The Explainer: Remember Bataan

That was a scene from the movie, “Pearl Harbor” where a cook played by Cuba Gooding, Jr. seizes a machine gun and fires at the Japanese planes that sank his ship.

World War II has been called the last good war; it was one that for the United States and the Philippines, began with defeat. The ranks of our own veterans who fought at Bataan and Corregidor have been greatly thinned in the fifty-five years since then. But as we prepare to commemorate Bataan Day on April 9, its our duty to recall their heroism.

Bataan and the Death March is our commemoration for today.

I’m Manolo Quezon. The Explainer.

 

I. Battling Bastards

 

We started with a film clip from “Pearl Harbor” because that scene made famous at the time and ever since. So famous in fact, that it inspired a pop song during the early days of World War II. Let’s listen to it.

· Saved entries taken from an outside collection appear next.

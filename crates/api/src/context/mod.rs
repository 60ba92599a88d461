//! Application context - dependency injection container

use std::sync::atomic::{AtomicBool, Ordering};
use std::sync::Arc;

use chrono::{NaiveDate, Utc};
use chrono_tz::Tz;
use opsboard_core::{CalendarReconciler, ChangeFeed, EventStore, RosterRepository, SubscriptionHandle};
use opsboard_domain::{Config, OpsBoardError, Result, RosterMember, StoreTable};
use opsboard_infra::{ChangeHub, MemoryStore};
use parking_lot::Mutex;
use tokio::sync::mpsc;
use tokio::task::JoinHandle;
use tokio_util::sync::CancellationToken;
use tracing::{info, warn};

use crate::utils::health::{ComponentHealth, HealthStatus};

/// Application context - holds all services and dependencies.
///
/// Owns the refresh worker that reacts to store change notifications by
/// re-fetching the reconciler's watched range. The worker and the change
/// subscriptions live exactly as long as the context; [`AppContext::shutdown`]
/// stops the worker and is safe to call more than once.
pub struct AppContext {
    pub config: Config,
    pub tz: Tz,
    pub store: Arc<MemoryStore>,
    pub hub: ChangeHub,
    pub reconciler: Arc<CalendarReconciler>,

    shutdown_token: CancellationToken,
    refresh_worker: Mutex<Option<JoinHandle<()>>>,
    shut_down: AtomicBool,

    // Keep the change-feed subscriptions alive for the context's lifetime;
    // dropping them unregisters the listeners.
    _subscriptions: Vec<SubscriptionHandle>,
}

impl AppContext {
    /// Create a new application context with configuration from the loader.
    pub fn new() -> Result<Self> {
        Self::with_config(opsboard_infra::config::load()?)
    }

    /// Create a new application context with custom configuration.
    ///
    /// Primarily for tests, which pass a fixed config instead of reading the
    /// environment.
    pub fn with_config(config: Config) -> Result<Self> {
        let tz = config.tz()?;
        let hub = ChangeHub::new();
        let store = Arc::new(MemoryStore::new(tz, hub.clone()));
        let reconciler =
            Arc::new(CalendarReconciler::new(store.clone() as Arc<dyn EventStore>, tz));

        let (refresh_tx, refresh_rx) = mpsc::unbounded_channel();
        let subscriptions = subscribe_refresh_tables(&hub, &refresh_tx);

        let shutdown_token = CancellationToken::new();
        let worker =
            spawn_refresh_worker(reconciler.clone(), refresh_rx, shutdown_token.clone());

        info!(timezone = %config.timezone, "application context initialized");
        Ok(Self {
            config,
            tz,
            store,
            hub,
            reconciler,
            shutdown_token,
            refresh_worker: Mutex::new(Some(worker)),
            shut_down: AtomicBool::new(false),
            _subscriptions: subscriptions,
        })
    }

    /// Today's date in the configured local time zone.
    pub fn today(&self) -> NaiveDate {
        Utc::now().with_timezone(&self.tz).date_naive()
    }

    /// Resolve a roster member by id.
    ///
    /// # Errors
    /// `OpsBoardError::NotFound` for an id absent from the roster.
    pub async fn member(&self, user_id: &str) -> Result<RosterMember> {
        let roster = self.store.fetch_roster().await?;
        roster
            .into_iter()
            .find(|m| m.id == user_id)
            .ok_or_else(|| OpsBoardError::NotFound(format!("roster member {user_id}")))
    }

    /// Check the health of the context's components.
    pub async fn health_check(&self) -> HealthStatus {
        let mut status = HealthStatus::new();

        status = match self.config.tz() {
            Ok(_) => status.add_component(ComponentHealth::healthy("config")),
            Err(e) => status.add_component(ComponentHealth::unhealthy("config", e.to_string())),
        };

        status = match self.store.fetch_roster().await {
            Ok(_) => status.add_component(ComponentHealth::healthy("store")),
            Err(e) => status.add_component(ComponentHealth::unhealthy("store", e.to_string())),
        };

        let worker_alive = self
            .refresh_worker
            .lock()
            .as_ref()
            .is_some_and(|handle| !handle.is_finished());
        status = if worker_alive {
            status.add_component(ComponentHealth::healthy("refresh_worker"))
        } else {
            status.add_component(ComponentHealth::unhealthy("refresh_worker", "not running"))
        };

        status.calculate_score();
        status
    }

    /// Stop the refresh worker. Idempotent.
    pub async fn shutdown(&self) {
        if self.shut_down.swap(true, Ordering::SeqCst) {
            return;
        }
        self.shutdown_token.cancel();
        let worker = self.refresh_worker.lock().take();
        if let Some(handle) = worker {
            if let Err(e) = handle.await {
                warn!(error = %e, "refresh worker did not stop cleanly");
            }
        }
        info!("application context shut down");
    }
}

fn subscribe_refresh_tables(
    hub: &ChangeHub,
    refresh_tx: &mpsc::UnboundedSender<StoreTable>,
) -> Vec<SubscriptionHandle> {
    // The calendar view re-fetches on event and task changes; attendance and
    // notification tables are polled per command instead.
    [StoreTable::Events, StoreTable::Tasks]
        .into_iter()
        .map(|table| {
            let tx = refresh_tx.clone();
            hub.subscribe(
                table,
                Arc::new(move || {
                    // The worker may already be gone during shutdown.
                    let _ = tx.send(table);
                }),
            )
        })
        .collect()
}

fn spawn_refresh_worker(
    reconciler: Arc<CalendarReconciler>,
    mut refresh_rx: mpsc::UnboundedReceiver<StoreTable>,
    token: CancellationToken,
) -> JoinHandle<()> {
    tokio::spawn(async move {
        loop {
            tokio::select! {
                () = token.cancelled() => break,
                changed = refresh_rx.recv() => {
                    let Some(table) = changed else { break };
                    // Coalesce bursts: one refresh covers queued notifications.
                    while refresh_rx.try_recv().is_ok() {}
                    if let Err(e) = reconciler.refresh().await {
                        warn!(table = table.as_str(), error = %e, "view refresh failed");
                    }
                }
            }
        }
    })
}
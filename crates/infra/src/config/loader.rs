//! Configuration loader
//!
//! Loads application configuration from environment variables or files.
//!
//! ## Loading Strategy
//! 1. First, attempts to load from environment variables
//! 2. If none are set, falls back to loading from file
//! 3. Probes multiple paths for config files
//! 4. Supports JSON and TOML formats
//! 5. Falls back to built-in defaults when neither source exists
//!
//! ## Environment Variables
//! - `OPSBOARD_TIMEZONE`: IANA zone for local-day bucketing
//! - `OPSBOARD_LATE_THRESHOLD`: `"HH:MM"` lateness cutoff
//! - `OPSBOARD_LOG_LEVEL`: default tracing filter
//!
//! ## File Locations
//! The loader probes the following paths (in order):
//! 1. `./config.json` or `./config.toml` (current working directory)
//! 2. `./opsboard.json` or `./opsboard.toml` (current working directory)
//! 3. `../config.json` or `../config.toml` (parent directory)
//! 4. `../../config.json` or `../../config.toml` (grandparent directory)
//! 5. Relative to executable location

use std::path::{Path, PathBuf};

use opsboard_domain::{
    AttendanceConfig, ClockTime, Config, LogConfig, OpsBoardError, Result,
};

/// Load configuration with automatic fallback strategy
///
/// Environment variables win when any are set; otherwise the probed config
/// file is used; otherwise the built-in defaults (every field has one).
///
/// # Errors
/// Returns `OpsBoardError::Config` if a present source is malformed: an
/// unparsable environment value or an invalid config file. A missing source
/// is not an error.
pub fn load() -> Result<Config> {
    if env_is_present() {
        let config = load_from_env()?;
        tracing::info!("Configuration loaded from environment variables");
        return Ok(config);
    }
    match probe_config_paths() {
        Some(path) => load_from_file(Some(path)),
        None => {
            tracing::info!("No configuration source found, using defaults");
            Ok(Config::default())
        }
    }
}

fn env_is_present() -> bool {
    ["OPSBOARD_TIMEZONE", "OPSBOARD_LATE_THRESHOLD", "OPSBOARD_LOG_LEVEL"]
        .iter()
        .any(|key| std::env::var_os(key).is_some())
}

/// Load configuration from environment variables
///
/// Unset variables keep their default values; set variables must parse.
///
/// # Errors
/// Returns `OpsBoardError::Config` for an invalid threshold or timezone.
pub fn load_from_env() -> Result<Config> {
    let defaults = Config::default();

    let timezone = std::env::var("OPSBOARD_TIMEZONE").unwrap_or(defaults.timezone);
    let late_threshold = match std::env::var("OPSBOARD_LATE_THRESHOLD") {
        Ok(raw) => ClockTime::parse(&raw)
            .map_err(|e| OpsBoardError::Config(format!("Invalid late threshold: {e}")))?,
        Err(_) => defaults.attendance.late_threshold,
    };
    let level = std::env::var("OPSBOARD_LOG_LEVEL").unwrap_or(defaults.log.level);

    let config = Config {
        timezone,
        attendance: AttendanceConfig { late_threshold },
        log: LogConfig { level },
    };
    // Fail fast on a zone name the runtime cannot resolve.
    config.tz()?;
    Ok(config)
}

/// Load configuration from a file
///
/// If `path` is `None`, probes multiple locations for config files.
/// Supports both JSON and TOML formats (detected by file extension).
///
/// # Errors
/// Returns `OpsBoardError::Config` if:
/// - File not found (when path is specified)
/// - No config file found (when path is `None`)
/// - File format is invalid
pub fn load_from_file(path: Option<PathBuf>) -> Result<Config> {
    let config_path = match path {
        Some(p) => {
            if !p.exists() {
                return Err(OpsBoardError::Config(format!(
                    "Config file not found: {}",
                    p.display()
                )));
            }
            p
        }
        None => probe_config_paths().ok_or_else(|| {
            OpsBoardError::Config(
                "No config file found in any of the standard locations".to_string(),
            )
        })?,
    };

    tracing::info!(path = %config_path.display(), "Loading configuration from file");

    let contents = std::fs::read_to_string(&config_path)
        .map_err(|e| OpsBoardError::Config(format!("Failed to read config file: {e}")))?;

    let config = parse_config(&contents, &config_path)?;
    config.tz()?;
    Ok(config)
}

/// Parse configuration from string content
///
/// Format is detected by file extension (`.json` or `.toml`).
fn parse_config(contents: &str, path: &Path) -> Result<Config> {
    let extension = path.extension().and_then(|e| e.to_str()).unwrap_or("json");

    match extension {
        "toml" => toml::from_str(contents)
            .map_err(|e| OpsBoardError::Config(format!("Invalid TOML format: {e}"))),
        "json" => serde_json::from_str(contents)
            .map_err(|e| OpsBoardError::Config(format!("Invalid JSON format: {e}"))),
        _ => Err(OpsBoardError::Config(format!("Unsupported config format: {extension}"))),
    }
}

/// Probe multiple paths for configuration files
///
/// Searches the current working directory, up to two parent levels, and the
/// executable's directory.
///
/// # Returns
/// The first config file found, or `None` if no file exists.
pub fn probe_config_paths() -> Option<PathBuf> {
    let mut candidates = Vec::new();

    if let Ok(cwd) = std::env::current_dir() {
        candidates.extend(vec![
            cwd.join("config.json"),
            cwd.join("config.toml"),
            cwd.join("opsboard.json"),
            cwd.join("opsboard.toml"),
            cwd.join("../config.json"),
            cwd.join("../config.toml"),
            cwd.join("../../config.json"),
            cwd.join("../../config.toml"),
        ]);
    }

    if let Ok(exe_path) = std::env::current_exe() {
        if let Some(exe_dir) = exe_path.parent() {
            candidates.extend(vec![
                exe_dir.join("config.json"),
                exe_dir.join("config.toml"),
                exe_dir.join("opsboard.json"),
                exe_dir.join("opsboard.toml"),
            ]);
        }
    }

    candidates.into_iter().find(|path| path.exists())
}

#[cfg(test)]
mod tests {
    use std::io::Write;
    use std::sync::Mutex;

    use once_cell::sync::Lazy;
    use tempfile::NamedTempFile;

    use super::*;

    static ENV_LOCK: Lazy<Mutex<()>> = Lazy::new(|| Mutex::new(()));

    fn clear_env() {
        std::env::remove_var("OPSBOARD_TIMEZONE");
        std::env::remove_var("OPSBOARD_LATE_THRESHOLD");
        std::env::remove_var("OPSBOARD_LOG_LEVEL");
    }

    #[test]
    fn env_values_override_defaults() {
        let _guard = ENV_LOCK.lock().expect("env mutex poisoned");
        clear_env();

        std::env::set_var("OPSBOARD_TIMEZONE", "America/New_York");
        std::env::set_var("OPSBOARD_LATE_THRESHOLD", "09:30");
        std::env::set_var("OPSBOARD_LOG_LEVEL", "debug");

        let config = load_from_env().expect("env config should load");
        assert_eq!(config.timezone, "America/New_York");
        assert_eq!(config.attendance.late_threshold.as_str(), "09:30");
        assert_eq!(config.log.level, "debug");

        clear_env();
    }

    #[test]
    fn unset_env_vars_keep_defaults() {
        let _guard = ENV_LOCK.lock().expect("env mutex poisoned");
        clear_env();

        std::env::set_var("OPSBOARD_LATE_THRESHOLD", "10:00");
        let config = load_from_env().expect("env config should load");
        assert_eq!(config.attendance.late_threshold.as_str(), "10:00");
        assert_eq!(config.timezone, Config::default().timezone);

        clear_env();
    }

    #[test]
    fn malformed_threshold_is_a_config_error() {
        let _guard = ENV_LOCK.lock().expect("env mutex poisoned");
        clear_env();

        std::env::set_var("OPSBOARD_LATE_THRESHOLD", "ten past ten");
        let result = load_from_env();
        assert!(matches!(result, Err(OpsBoardError::Config(_))));

        clear_env();
    }

    #[test]
    fn unresolvable_timezone_is_rejected() {
        let _guard = ENV_LOCK.lock().expect("env mutex poisoned");
        clear_env();

        std::env::set_var("OPSBOARD_TIMEZONE", "Mars/Olympus");
        let result = load_from_env();
        assert!(matches!(result, Err(OpsBoardError::Config(_))));

        clear_env();
    }

    #[test]
    fn load_from_file_json() {
        let json_content = r#"{
            "timezone": "Asia/Seoul",
            "attendance": { "late_threshold": "10:10" },
            "log": { "level": "info" }
        }"#;

        let mut temp_file = NamedTempFile::new().unwrap();
        temp_file.write_all(json_content.as_bytes()).unwrap();
        let path = temp_file.path().with_extension("json");
        std::fs::copy(temp_file.path(), &path).unwrap();

        let config = load_from_file(Some(path.clone())).expect("JSON config should load");
        assert_eq!(config.timezone, "Asia/Seoul");
        assert_eq!(config.attendance.late_threshold.as_str(), "10:10");

        std::fs::remove_file(path).ok();
    }

    #[test]
    fn load_from_file_toml() {
        let toml_content = r#"
timezone = "Europe/Berlin"

[attendance]
late_threshold = "09:00"

[log]
level = "warn"
"#;

        let mut temp_file = NamedTempFile::new().unwrap();
        temp_file.write_all(toml_content.as_bytes()).unwrap();
        let path = temp_file.path().with_extension("toml");
        std::fs::copy(temp_file.path(), &path).unwrap();

        let config = load_from_file(Some(path.clone())).expect("TOML config should load");
        assert_eq!(config.timezone, "Europe/Berlin");
        assert_eq!(config.attendance.late_threshold.as_str(), "09:00");
        assert_eq!(config.log.level, "warn");

        std::fs::remove_file(path).ok();
    }

    #[test]
    fn load_from_file_not_found() {
        let result = load_from_file(Some(PathBuf::from("/nonexistent/config.json")));
        assert!(matches!(result, Err(OpsBoardError::Config(_))));
    }

    #[test]
    fn load_from_file_invalid_json() {
        let invalid_json = r#"{ "this is": "not valid json" "#;

        let mut temp_file = NamedTempFile::new().unwrap();
        temp_file.write_all(invalid_json.as_bytes()).unwrap();
        let path = temp_file.path().with_extension("json");
        std::fs::copy(temp_file.path(), &path).unwrap();

        let result = load_from_file(Some(path.clone()));
        assert!(result.is_err(), "Should fail with invalid JSON");

        std::fs::remove_file(path).ok();
    }

    #[test]
    fn invalid_threshold_in_file_is_rejected() {
        let json_content = r#"{
            "timezone": "Asia/Seoul",
            "attendance": { "late_threshold": "25:99" },
            "log": { "level": "info" }
        }"#;

        let mut temp_file = NamedTempFile::new().unwrap();
        temp_file.write_all(json_content.as_bytes()).unwrap();
        let path = temp_file.path().with_extension("json");
        std::fs::copy(temp_file.path(), &path).unwrap();

        let result = load_from_file(Some(path.clone()));
        assert!(matches!(result, Err(OpsBoardError::Config(_))));

        std::fs::remove_file(path).ok();
    }

    #[test]
    fn unsupported_format_is_rejected() {
        let path = PathBuf::from("test.yaml");
        let result = parse_config("some content", &path);
        assert!(matches!(result, Err(OpsBoardError::Config(_))));
    }
}
//! In-process hosted-store adapter
//!
//! Keeps rows as `serde_json::Value` in the same loose camelCase shape the
//! hosted store serves, including its quirks (assignee lists arriving as a
//! bare string or number, missing optional fields). Fetches normalize rows
//! into domain types; everything downstream sees one canonical shape.
//!
//! Mutations notify the [`ChangeHub`] for the touched table, driving the
//! same refresh path a production realtime feed would. Failure injection
//! flags let tests exercise rollback without a network.

use std::sync::atomic::{AtomicBool, Ordering};

use async_trait::async_trait;
use chrono::{DateTime, NaiveDate, Utc};
use chrono_tz::Tz;
use opsboard_core::{AttendanceRepository, EventStore, RosterRepository};
use opsboard_domain::{
    CalendarEvent, ClockTime, EventDraft, EventPatch, OpsBoardError, PunchRecord,
    RawEventRecord, Result, Role, RosterMember, StoreTable,
};
use parking_lot::Mutex;
use serde::Deserialize;
use serde_json::Value;
use tracing::warn;

/// Roster row as served: camelCase keys, sparse optional fields.
#[derive(Debug, Deserialize)]
#[serde(rename_all = "camelCase")]
struct RawRosterRow {
    id: Value,
    name: String,
    #[serde(default)]
    department: String,
    #[serde(default)]
    position: String,
    #[serde(default)]
    username: String,
    #[serde(default = "default_role")]
    role: Role,
    #[serde(default = "default_show")]
    show: bool,
}

fn default_role() -> Role {
    Role::Member
}

const fn default_show() -> bool {
    true
}

impl RawRosterRow {
    fn normalize(self) -> Option<RosterMember> {
        Some(RosterMember {
            id: coerce_id(self.id)?,
            name: self.name,
            department: self.department,
            position: self.position,
            username: self.username,
            role: self.role,
            show: self.show,
        })
    }
}

/// Punch row as served; `userId` may be a string or a number.
#[derive(Debug, Deserialize)]
#[serde(rename_all = "camelCase")]
struct RawPunchRow {
    user_id: Value,
    date: NaiveDate,
    time: ClockTime,
}

impl RawPunchRow {
    fn normalize(self) -> Option<PunchRecord> {
        Some(PunchRecord { user_id: coerce_id(self.user_id)?, date: self.date, time: self.time })
    }
}

fn coerce_id(value: Value) -> Option<String> {
    match value {
        Value::String(s) => Some(s),
        Value::Number(n) => Some(n.to_string()),
        _ => None,
    }
}

/// In-process store holding loosely-typed JSON rows per table.
pub struct MemoryStore {
    tz: Tz,
    hub: super::ChangeHub,
    events: Mutex<Vec<Value>>,
    roster: Mutex<Vec<Value>>,
    punches: Mutex<Vec<Value>>,
    fail_next_fetch: AtomicBool,
    fail_next_mutation: AtomicBool,
}

impl MemoryStore {
    pub fn new(tz: Tz, hub: super::ChangeHub) -> Self {
        Self {
            tz,
            hub,
            events: Mutex::new(Vec::new()),
            roster: Mutex::new(Vec::new()),
            punches: Mutex::new(Vec::new()),
            fail_next_fetch: AtomicBool::new(false),
            fail_next_mutation: AtomicBool::new(false),
        }
    }

    /// Replace the event rows wholesale, as a remote sync would.
    pub fn seed_events(&self, rows: Vec<Value>) {
        *self.events.lock() = rows;
        self.hub.notify(StoreTable::Events);
    }

    pub fn seed_roster(&self, rows: Vec<Value>) {
        *self.roster.lock() = rows;
    }

    pub fn seed_punches(&self, rows: Vec<Value>) {
        *self.punches.lock() = rows;
        self.hub.notify(StoreTable::Attendance);
    }

    /// Make the next read fail with a `RemoteFetch` error.
    pub fn fail_next_fetch(&self) {
        self.fail_next_fetch.store(true, Ordering::SeqCst);
    }

    /// Make the next write fail with a `RemoteMutation` error.
    pub fn fail_next_mutation(&self) {
        self.fail_next_mutation.store(true, Ordering::SeqCst);
    }

    fn check_fetch(&self) -> Result<()> {
        if self.fail_next_fetch.swap(false, Ordering::SeqCst) {
            return Err(OpsBoardError::RemoteFetch("simulated read failure".into()));
        }
        Ok(())
    }

    fn check_mutation(&self) -> Result<()> {
        if self.fail_next_mutation.swap(false, Ordering::SeqCst) {
            return Err(OpsBoardError::RemoteMutation("simulated write failure".into()));
        }
        Ok(())
    }

    fn parse_event_row(&self, row: Value) -> Option<CalendarEvent> {
        match serde_json::from_value::<RawEventRecord>(row) {
            Ok(raw) => Some(raw.normalize(self.tz)),
            Err(e) => {
                // Malformed rows are dropped, not fatal; the store is not
                // under our schema control.
                warn!(error = %e, "skipping malformed event row");
                None
            }
        }
    }
}

#[async_trait]
impl EventStore for MemoryStore {
    async fn fetch_range(
        &self,
        start: DateTime<Utc>,
        end: DateTime<Utc>,
    ) -> Result<Vec<CalendarEvent>> {
        self.check_fetch()?;
        let rows = self.events.lock().clone();
        Ok(rows
            .into_iter()
            .filter_map(|row| self.parse_event_row(row))
            .filter(|e| e.start_time < end && start <= e.end_time)
            .collect())
    }

    async fn insert(&self, draft: EventDraft) -> Result<CalendarEvent> {
        self.check_mutation()?;
        let event = draft.into_event(self.tz)?;
        let row = serde_json::to_value(&event)
            .map_err(|e| OpsBoardError::Internal(format!("event row encoding failed: {e}")))?;
        self.events.lock().push(row);
        self.hub.notify(StoreTable::Events);
        Ok(event)
    }

    async fn update(&self, id: &str, patch: EventPatch) -> Result<CalendarEvent> {
        self.check_mutation()?;
        let updated_row = {
            let mut rows = self.events.lock();
            let row = rows
                .iter_mut()
                .find(|row| row.get("id").and_then(Value::as_str) == Some(id))
                .ok_or_else(|| OpsBoardError::NotFound(format!("event {id}")))?;

            let patch_value = serde_json::to_value(&patch)
                .map_err(|e| OpsBoardError::Internal(format!("patch encoding failed: {e}")))?;
            if let (Value::Object(target), Value::Object(fields)) = (&mut *row, patch_value) {
                for (key, value) in fields {
                    target.insert(key, value);
                }
            }
            row.clone()
        };
        self.hub.notify(StoreTable::Events);
        self.parse_event_row(updated_row)
            .ok_or_else(|| OpsBoardError::Internal(format!("event {id} row became unreadable")))
    }

    async fn delete(&self, id: &str) -> Result<()> {
        self.check_mutation()?;
        {
            let mut rows = self.events.lock();
            let before = rows.len();
            rows.retain(|row| row.get("id").and_then(Value::as_str) != Some(id));
            if rows.len() == before {
                return Err(OpsBoardError::NotFound(format!("event {id}")));
            }
        }
        self.hub.notify(StoreTable::Events);
        Ok(())
    }
}

#[async_trait]
impl RosterRepository for MemoryStore {
    async fn fetch_roster(&self) -> Result<Vec<RosterMember>> {
        self.check_fetch()?;
        let rows = self.roster.lock().clone();
        Ok(rows
            .into_iter()
            .filter_map(|row| match serde_json::from_value::<RawRosterRow>(row) {
                Ok(raw) => raw.normalize(),
                Err(e) => {
                    warn!(error = %e, "skipping malformed roster row");
                    None
                }
            })
            .collect())
    }
}

#[async_trait]
impl AttendanceRepository for MemoryStore {
    async fn fetch_punches(
        &self,
        start: NaiveDate,
        end: NaiveDate,
    ) -> Result<Vec<PunchRecord>> {
        self.check_fetch()?;
        let rows = self.punches.lock().clone();
        Ok(rows
            .into_iter()
            .filter_map(|row| match serde_json::from_value::<RawPunchRow>(row) {
                Ok(raw) => raw.normalize(),
                Err(e) => {
                    warn!(error = %e, "skipping malformed punch row");
                    None
                }
            })
            .filter(|p| start <= p.date && p.date <= end)
            .collect())
    }
}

It’s called, “Praise the Lord and Pass the Ammunition.”

 

Praise the Lord and pass the ammunition

Praise the Lord and pass the ammunition

Praise the Lord and pass the ammunition

And we’ll all stay free

 

Praise the Lord and swing into position

Can’t afford to be a politician

Praise the Lord, we’re all between perdition

And the deep blue sea

 

Yes the sky pilot said it

Ya gotta give him credit

For a sonofagun of a gunner was he

 

Shouting Praise the Lord, we’re on a mighty mission

All aboard, we ain’t a-goin’ fishin’

Praise the Lord and pass the ammunition

And we’ll all stay free

 

That song, sung by Kay Kyser was the No. 8 hit for 1942 and Billboard Number 1 in 1943. But propaganda-boosting songs couldn’t cover over the fact that the Pearl Harbor attack was such a shock.

Within hours of Pearl Harbor being bombed, which was December 7, 1941 for Americans but the feast of the Immaculate Conception, December 8, for us, the Japanese had bombed Davao, Aparri, Camp John Hay in Baguio, Clark Field and the Iba landing field.

Carlos P. Romulo wrote this description of the day war came to the Philippines:

I stood on the balcony of the Herald building and saw the first enemy planes cut down through the skies like great aerial bolos.

Fifty-four Japanese sky monsters, flashing silver in the bright noonday, were flying in two magnificently formed Vs.

Above the scream of the sirens the church bells solemnly announced the noon hour…

The capital had stopped moving. Trams were frozen in their tracks. Cars and carromatas, drawn by skinny ponies, were pulled obediently against the curbs. There were no signs of panic- everyone was watching the planes.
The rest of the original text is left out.